In Nur’s opinion, last year’s Annapolis summit suggested a somewhat new approach to moving forward with the peace process. The Israeli government is attempting to impose a flexible deadline for the talks, he said, and at the same time attempting to address the problems on the ground, the so-called road map issues. “To remove illegal outposts, freeze settlement activity, take down roadblocks, there needs to be a serious bulwark of central support from the general public to fend off the inevitable push back from the Israeli Right,” he explained.

Nur said he was encouraged by the fact that most Arab countries sent representatives to Annapolis and that Palestinian President Mahmoud Abbas and Israeli Prime Minister Ehud Olmert both gave inspiring speeches. Olmert was the first Israeli prime minister in history, he pointed out, to touch on the injustices done to the Palestinian civilian population in 1948 by the Israeli armed forces. “The mere fact that an Israeli prime minister is willing to have flipped just a little bit what we call the 1948 file, which the Israelis have always maintained should be kept signed and sealed and never be touched, is quite exciting in terms of showing where this may go,” Nur said.

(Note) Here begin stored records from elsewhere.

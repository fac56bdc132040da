//! The fixed table of BASS archives and where their libraries go.
//!
//! Four library families (bass, bassopus, bassmix, bass_fx), each published
//! as separate Windows, Linux, and macOS archives. The table is an explicit
//! immutable value handed to the provisioner, so tests can point it at a
//! local server instead of the vendor site.

use serde::{Deserialize, Serialize};

/// Vendor directory for the core BASS, BASSOPUS and BASSMIX archives.
pub const UN4SEEN_FILES: &str = "https://www.un4seen.com/files/";

/// Vendor directory for the BASS_FX archives (published under a subpath).
pub const UN4SEEN_FX_FILES: &str = "https://www.un4seen.com/files/z/0/";

/// One archive to download and the single file to take out of it.
#[derive(Debug, Clone, PartialEq, Eq, Serialize, Deserialize)]
pub struct ArchiveSpec {
    /// Archive file name, e.g. `bass24-linux.zip`.
    pub name: String,
    /// URL directory the archive is fetched from; the full URL is `url_prefix + name`.
    pub url_prefix: String,
    /// Path of the wanted library inside the extracted archive.
    pub inner_path: String,
    /// Path of the library relative to the destination root.
    pub destination: String,
}

impl ArchiveSpec {
    /// Full download URL for this archive.
    pub fn url(&self) -> String {
        format!("{}{}", self.url_prefix, self.name)
    }

    /// Archive name without the `.zip` suffix; used as the scratch directory name.
    pub fn stem(&self) -> &str {
        self.name.strip_suffix(".zip").unwrap_or(&self.name)
    }
}

/// Ordered set of archives a run provisions, processed strictly in sequence.
#[derive(Debug, Clone, Serialize, Deserialize)]
pub struct Manifest {
    specs: Vec<ArchiveSpec>,
}

fn spec(url_prefix: &str, name: &str, inner_path: &str, destination: &str) -> ArchiveSpec {
    ArchiveSpec {
        name: name.to_string(),
        url_prefix: url_prefix.to_string(),
        inner_path: inner_path.to_string(),
        destination: destination.to_string(),
    }
}

impl Manifest {
    /// The built-in table: 4 families x 3 platform archives, 12 files total.
    pub fn builtin() -> Self {
        let specs = vec![
            spec(UN4SEEN_FILES, "bass24.zip", "x64/bass.dll", "Windows/x86_64/bass.dll"),
            spec(UN4SEEN_FILES, "bass24-linux.zip", "libs/x86_64/libbass.so", "Linux/x86_64/libbass.so"),
            spec(UN4SEEN_FILES, "bass24-osx.zip", "libbass.dylib", "Mac/libbass.dylib"),
            spec(UN4SEEN_FILES, "bassopus24.zip", "x64/bassopus.dll", "Windows/x86_64/bassopus.dll"),
            spec(UN4SEEN_FILES, "bassopus24-linux.zip", "libs/x86_64/libbassopus.so", "Linux/x86_64/libbassopus.so"),
            spec(UN4SEEN_FILES, "bassopus24-osx.zip", "libbassopus.dylib", "Mac/libbassopus.dylib"),
            spec(UN4SEEN_FILES, "bassmix24.zip", "x64/bassmix.dll", "Windows/x86_64/bassmix.dll"),
            spec(UN4SEEN_FILES, "bassmix24-linux.zip", "libs/x86_64/libbassmix.so", "Linux/x86_64/libbassmix.so"),
            spec(UN4SEEN_FILES, "bassmix24-osx.zip", "libbassmix.dylib", "Mac/libbassmix.dylib"),
            spec(UN4SEEN_FX_FILES, "bass_fx24.zip", "x64/bass_fx.dll", "Windows/x86_64/bass_fx.dll"),
            spec(UN4SEEN_FX_FILES, "bass_fx24-linux.zip", "libs/x86_64/libbass_fx.so", "Linux/x86_64/libbass_fx.so"),
            spec(UN4SEEN_FX_FILES, "bass_fx24-osx.zip", "libbass_fx.dylib", "Mac/libbass_fx.dylib"),
        ];
        Self { specs }
    }

    /// Rewrite every entry to fetch from `prefix` instead of the vendor site.
    /// Used by tests to substitute a local archive server.
    pub fn with_url_prefix(mut self, prefix: &str) -> Self {
        for s in &mut self.specs {
            s.url_prefix = prefix.to_string();
        }
        self
    }

    /// The archive entries in run order.
    pub fn specs(&self) -> &[ArchiveSpec] {
        &self.specs
    }

    pub fn len(&self) -> usize {
        self.specs.len()
    }

    pub fn is_empty(&self) -> bool {
        self.specs.is_empty()
    }
}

Following the summit, Olmert was quoted as saying that if the two-state solution collapses and Israel faces a South African-style struggle for equal voting rights for Palestinians, then “the State of Israel is finished.” Nur called it monumental that Olmert would even broach the taboo subject of Israel’s situation in relationship to that of South Africa and apartheid.

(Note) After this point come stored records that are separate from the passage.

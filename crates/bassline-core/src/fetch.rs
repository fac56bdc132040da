//! Blocking HTTP GET of one archive into memory.
//!
//! Uses the curl crate (libcurl). Archives are a few MiB each, so the body is
//! collected in memory and handed straight to extraction; nothing is staged
//! on disk before the unpack step.

use std::fmt;
use std::time::Duration;

/// Error from downloading a single archive (curl failure or HTTP error).
#[derive(Debug)]
pub enum FetchError {
    /// Curl reported an error (DNS, connection, timeout, etc.).
    Curl(curl::Error),
    /// Response had a non-2xx status.
    Http(u32),
}

impl fmt::Display for FetchError {
    fn fmt(&self, f: &mut fmt::Formatter<'_>) -> fmt::Result {
        match self {
            FetchError::Curl(e) => write!(f, "{}", e),
            FetchError::Http(code) => write!(f, "HTTP {}", code),
        }
    }
}

impl std::error::Error for FetchError {
    fn source(&self) -> Option<&(dyn std::error::Error + 'static)> {
        match self {
            FetchError::Curl(e) => Some(e),
            FetchError::Http(_) => None,
        }
    }
}

impl From<curl::Error> for FetchError {
    fn from(e: curl::Error) -> Self {
        FetchError::Curl(e)
    }
}

/// Downloads `url` with a single GET and returns the response body.
///
/// Follows redirects. No retries and no content validation; a bad body shows
/// up as an extraction failure downstream.
pub fn fetch_archive(url: &str) -> Result<Vec<u8>, FetchError> {
    let mut body: Vec<u8> = Vec::new();

    let mut easy = curl::easy::Easy::new();
    easy.url(url)?;
    easy.follow_location(true)?;
    easy.max_redirections(10)?;
    easy.connect_timeout(Duration::from_secs(30))?;
    easy.timeout(Duration::from_secs(600))?;

    {
        let mut transfer = easy.transfer();
        transfer.write_function(|data| {
            body.extend_from_slice(data);
            Ok(data.len())
        })?;
        transfer.perform()?;
    }

    let code = easy.response_code()?;
    if !(200..300).contains(&code) {
        return Err(FetchError::Http(code));
    }

    tracing::debug!(%url, bytes = body.len(), "archive downloaded");
    Ok(body)
}
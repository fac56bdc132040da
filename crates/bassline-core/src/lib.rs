//! Core engine for the bassline provisioner.
//!
//! Fetches prebuilt BASS native libraries (the core engine plus the Opus,
//! mixer, and effects plugins) from the vendor site as zip archives, unpacks
//! each into a scratch directory, and copies the one per-platform binary the
//! game needs into its library tree.

pub mod extract;
pub mod fetch;
pub mod layout;
pub mod logging;
pub mod manifest;
pub mod place;
pub mod provision;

There most likely will not be full peace and reconciliation in the foreseeable future, Nur predicted. Instead he sees the possibility that an accord (or a stalement) will be reached which will stop the violence and a bring about a somewhat quieter relationship between Israelis and Palestinians.

According to Nur, the state of Israel has a vested interest in ensuring that the West Bank and Gaza become a Palestinian state which will allow the Palestinians to fulfill their national aspirations. This would prevent the creation of a bi-national state, “which may occur without us being aware of it,” he said. “And then it’s irreversible.”

In closing, Nur reminded his audience that, in the past, only a handful of Israelis advocated a two-state solution, but that now 70 percent of the Israeli public supports the notion. Today, the United States has not only made a two-state solution its policy, but has made it clear that a Palestinian state is in the interest of the region. “There are still people who are deeply committed to peace,” Nur concluded. “As long as that’s the case, there is still a lot of hope.”